Knockout (North Star Series Book 1)

By: Tracey Ward
Chapter One





The first time Kellen Coulter walked into my world I was thirteen years old. Old enough to know what beautiful looked like, to recognize it when it sat down at the kitchen table in ratty blue jeans and a gray hoody pushed away from ruffled, chestnut brown hair. Old enough to understand why I couldn’t look away from his square jaw, imperfect nose and midnight blue eyes. They were almost black, the irises blending in until he looked inhuman. Scary. Exciting.

When I walked into the kitchen and saw him for the first time, I froze. I didn’t understand then that he was used to that reaction. He was seventeen, four years older, three grades higher, and infinitely more streetwise than I was. He also knew exactly what he looked like and when he smiled at me, it was the end for me.

I was ruined the moment I met him.

“Hey,” he said, lifting one hand from where they both rested on the table. I noticed that his knuckles were cracked and raw.

“Hi,” I replied hesitantly.

I had come in to get a soda from the fridge before I sat down to do my homework. I had planned on doing it at the kitchen table, but now I wasn’t so sure. I wasn’t scared of him, not really, but he made me nervous. It wasn’t that he was too good looking, it was that he was too rough looking. He was more than my wealthy, suburbia, four car garage upbringing could handle.

“I’m Kellen,” he said.

His voice was nice. Surprisingly gentle considering his exterior. The more I looked at it, the more I was convinced his nose had been broken a couple times. Without a doubt, he was a fighter.

He was also still smiling at me. I started to get the impression he was laughing at me. Probably at my tongue tied reaction to him or the staring I suddenly realized I was doing. The thought ticked me off.

I tossed my book bag onto the table across from him, my eyes unabashedly locked on his.

“Jenna,” I told him, spitting out my name like I was throwing down a gauntlet. “Are you here to see my dad or my sister?”

“Is she pretty?”

“Prettier than my dad.”

His smile widened briefly before it faded altogether. His eyes flickered to his hands, to the injured and broken surface of his skin, before coming back to mine. His entire expression changed and that quick smile seemed like something I’d made up. Something I dreamed.

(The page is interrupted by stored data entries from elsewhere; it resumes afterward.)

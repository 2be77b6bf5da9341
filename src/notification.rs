//! Summary notification derived from registry size and the active session.

use log::debug;
use tokio::sync::broadcast::Sender;

use crate::config::NotificationConfig;
use crate::protocol::{Message, NotificationMessage, SessionMessage};
use crate::session::projection::ExternalSession;
use crate::shortcut::ShortcutId;

/// Stable identity every summary is posted under.
pub const SUMMARY_NOTIFICATION_ID: u32 = 1;

/// The one notification shown while background pages run.
#[derive(Debug, Clone)]
pub struct SummaryNotification {
    pub id: u32,
    pub title: String,
    pub text: String,
    pub running_count: usize,
    /// Transport styling; present only while a media session is active.
    pub media_session: Option<ExternalSession>,
}

impl SummaryNotification {
    pub fn has_media_style(&self) -> bool {
        self.media_session.is_some()
    }
}

/// Builds summaries. Holds only texts, no state.
#[derive(Debug, Clone)]
pub struct NotificationPresenter {
    texts: NotificationConfig,
}

impl NotificationPresenter {
    pub fn new(texts: NotificationConfig) -> Self {
        Self { texts }
    }

    pub fn end_session_label(&self) -> &str {
        &self.texts.end_session_label
    }

    pub fn build(
        &self,
        running_count: usize,
        active_session: Option<ExternalSession>,
    ) -> SummaryNotification {
        let content = match running_count {
            1 => &self.texts.content_single,
            _ => &self.texts.content_multiple,
        };
        SummaryNotification {
            id: SUMMARY_NOTIFICATION_ID,
            title: self.texts.title.clone(),
            text: format!("{running_count} {content}"),
            running_count,
            media_session: active_session,
        }
    }
}

/// Platform surface for the summary notification and the external media session.
///
/// Calls arrive while the coordinator's state lock is held, so implementations must not
/// block or call back into the coordinator.
pub trait PresentationHost: Send {
    fn start_foreground(&mut self, notification: &SummaryNotification);
    /// Replaces the notification posted under `notification.id`.
    fn post_notification(&mut self, notification: &SummaryNotification);
    fn stop_foreground(&mut self);
    fn publish_session(&mut self, session: &ExternalSession);
    fn release_session(&mut self, owner_id: &ShortcutId);
}

/// Presentation host that mirrors everything onto the event bus.
pub struct BusPresentationHost {
    bus_producer: Sender<Message>,
}

impl BusPresentationHost {
    pub fn new(bus_producer: Sender<Message>) -> Self {
        Self { bus_producer }
    }

    fn send(&self, message: Message) {
        if self.bus_producer.send(message).is_err() {
            debug!("BusPresentationHost: no bus subscribers");
        }
    }
}

impl PresentationHost for BusPresentationHost {
    fn start_foreground(&mut self, notification: &SummaryNotification) {
        self.send(Message::Notification(
            NotificationMessage::ForegroundStarted(notification.clone()),
        ));
    }

    fn post_notification(&mut self, notification: &SummaryNotification) {
        self.send(Message::Notification(NotificationMessage::Posted(
            notification.clone(),
        )));
    }

    fn stop_foreground(&mut self) {
        self.send(Message::Notification(NotificationMessage::ForegroundStopped));
    }

    fn publish_session(&mut self, session: &ExternalSession) {
        self.send(Message::Session(SessionMessage::Updated(session.clone())));
    }

    fn release_session(&mut self, owner_id: &ShortcutId) {
        self.send(Message::Session(SessionMessage::Released {
            owner_id: owner_id.clone(),
        }));
    }
}

#[cfg(test)]
mod tests {
    use super::{
        BusPresentationHost, NotificationPresenter, PresentationHost, SUMMARY_NOTIFICATION_ID,
    };
    use crate::config::NotificationConfig;
    use crate::protocol::{Message, NotificationMessage};
    use crate::session::metadata::{ActionCapabilities, PlaybackMetadata, TrackInfo};
    use crate::session::projection::ExternalSession;
    use tokio::sync::broadcast;

    fn presenter() -> NotificationPresenter {
        NotificationPresenter::new(NotificationConfig::default())
    }

    fn session() -> ExternalSession {
        let metadata = PlaybackMetadata::created(
            "radio",
            &TrackInfo {
                title: "Morning".to_string(),
                artist: "radio.example.com".to_string(),
                album: None,
                artwork_url: None,
            },
            ActionCapabilities::default(),
        );
        ExternalSession::build(&metadata, "Close")
    }

    #[test]
    fn test_single_running_page_uses_singular_text() {
        let notification = presenter().build(1, None);
        assert_eq!(notification.id, SUMMARY_NOTIFICATION_ID);
        assert_eq!(notification.title, "Background shortcuts");
        assert_eq!(notification.text, "1 shortcut running in background");
        assert!(!notification.has_media_style());
    }

    #[test]
    fn test_multiple_running_pages_use_plural_text() {
        let notification = presenter().build(3, Some(session()));
        assert_eq!(notification.text, "3 shortcuts running in background");
        assert!(notification.has_media_style());
        assert_eq!(
            notification
                .media_session
                .as_ref()
                .map(|session| session.owner_id.as_str()),
            Some("radio")
        );
    }

    #[test]
    fn test_bus_host_posts_under_stable_identity() {
        let (bus_sender, _) = broadcast::channel(16);
        let mut observer = bus_sender.subscribe();
        let mut host = BusPresentationHost::new(bus_sender.clone());

        host.post_notification(&presenter().build(2, None));
        host.stop_foreground();

        let Message::Notification(NotificationMessage::Posted(posted)) =
            observer.try_recv().expect("posted notification")
        else {
            panic!("unexpected message emitted by presentation host");
        };
        assert_eq!(posted.id, SUMMARY_NOTIFICATION_ID);
        assert!(matches!(
            observer.try_recv(),
            Ok(Message::Notification(NotificationMessage::ForegroundStopped))
        ));
    }
}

“I wish I was here to see her, then,” he muttered.

“Did you get in a fight?”

He didn’t flinch. “Yeah.”

He didn’t lie to me either, something I appreciated. At thirteen years old, I was good and ready to be done with the lies that I was fed to protect me. They didn’t protect me at all, they only pissed me off when I found out about them. Like when I found out that my mom hadn’t actually gone on vacation to visit her sister on the East coast when I was eight. She’d had breast cancer and had to get surgery. She was gone for almost a month. She even gave me a souvenir when she got back – a small snow globe with the statue of liberty inside. She hadn’t even set foot in New York! She must have ordered it online. I used to have it sitting on my dresser where I could see it every day. Now it sat in the back of my sock drawer under the nylons I wore once and never needed again.

“What was it about?” I asked.

“Something stupid.”

“Then why’d you fight about it?”

“Because I’m a guy.”

I scowled. “That’s not an answer.”

“When you’re from my neighborhood, it is.”

“That’s dumb.”

He grinned. “I already told you that.”

“Was it about a girl?”

“Do you mean over a girl or for a girl?”

“What’s the difference?”

“A lot.”

“Tell me,” I said, starting to sit down in the chair across from him. The second my butt hit the chair, I shot back out again. “Oh, wait, hold on! Do you want a soda?”

I could feel his eyes on me when I opened the fridge door. I was suddenly very conscious of my long, dark hair, my tall gangly body and my startling lack of boobs. They hadn’t come in yet. Laney, my sister, with her stupid C cup liked to tell me that they never would. That missing piece of me had never made me feel more like a child than it did in that moment. I knew he wasn’t looking for them, he wasn’t being gross and checking me out, but I knew he saw me. All of me. He was very alert. Very aware.

“I shouldn’t,” he said.

I glanced around the fridge door to see him looking at the entryway to the kitchen. He was probably looking for my dad. Probably wondering if it was a good idea to be sitting in his lawyer’s kitchen with the guy’s daughter. But I knew from experience that my dad would never bring home a client that couldn’t be trusted. I didn’t care what neighborhood he was from. My dad had grown up rough as well, ‘from the wrong side of the tracks’ he would always say, but he worked hard, put himself through college and spent his entire adult life becoming a very successful attorney. Now he did a lot of pro bono work with kids growing up the way he did. Kids like Kellen. People he felt that, given the chance, could become better than their upbringing.